Problem requirements:
Where a line holds the word "count", copy it from the records.

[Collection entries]
* * *

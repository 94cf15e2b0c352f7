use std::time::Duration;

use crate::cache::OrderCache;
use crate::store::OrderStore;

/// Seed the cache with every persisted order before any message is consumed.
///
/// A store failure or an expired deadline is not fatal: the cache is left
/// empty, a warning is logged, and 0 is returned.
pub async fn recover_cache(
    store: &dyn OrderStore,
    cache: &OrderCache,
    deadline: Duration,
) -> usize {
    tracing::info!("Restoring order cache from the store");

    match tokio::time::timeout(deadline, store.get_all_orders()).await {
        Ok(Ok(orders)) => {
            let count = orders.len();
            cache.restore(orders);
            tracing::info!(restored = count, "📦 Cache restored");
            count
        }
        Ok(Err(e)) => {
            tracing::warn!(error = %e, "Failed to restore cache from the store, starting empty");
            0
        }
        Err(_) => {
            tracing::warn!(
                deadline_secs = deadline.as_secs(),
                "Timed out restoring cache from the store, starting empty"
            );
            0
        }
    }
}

* * *

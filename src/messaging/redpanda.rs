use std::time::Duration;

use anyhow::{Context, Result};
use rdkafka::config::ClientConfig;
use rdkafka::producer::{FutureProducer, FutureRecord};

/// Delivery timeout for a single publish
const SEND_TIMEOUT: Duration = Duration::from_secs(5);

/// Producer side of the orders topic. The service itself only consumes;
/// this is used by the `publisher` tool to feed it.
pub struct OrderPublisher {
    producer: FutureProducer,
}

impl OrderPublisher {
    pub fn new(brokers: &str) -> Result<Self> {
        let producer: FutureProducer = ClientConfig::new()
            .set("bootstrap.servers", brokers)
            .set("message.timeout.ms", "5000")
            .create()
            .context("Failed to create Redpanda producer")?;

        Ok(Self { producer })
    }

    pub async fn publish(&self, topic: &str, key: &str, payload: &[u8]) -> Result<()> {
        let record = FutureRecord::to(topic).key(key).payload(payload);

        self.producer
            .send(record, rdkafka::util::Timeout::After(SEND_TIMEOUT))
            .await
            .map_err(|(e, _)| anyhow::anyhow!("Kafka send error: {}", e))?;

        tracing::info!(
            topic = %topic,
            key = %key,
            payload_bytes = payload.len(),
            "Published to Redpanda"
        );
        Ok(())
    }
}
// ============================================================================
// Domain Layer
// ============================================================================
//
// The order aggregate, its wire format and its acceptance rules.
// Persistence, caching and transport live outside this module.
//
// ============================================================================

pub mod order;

* * *

Written solution:
            let count = orders.len();
            tracing::info!(restored = count, "📦 Cache restored");
            count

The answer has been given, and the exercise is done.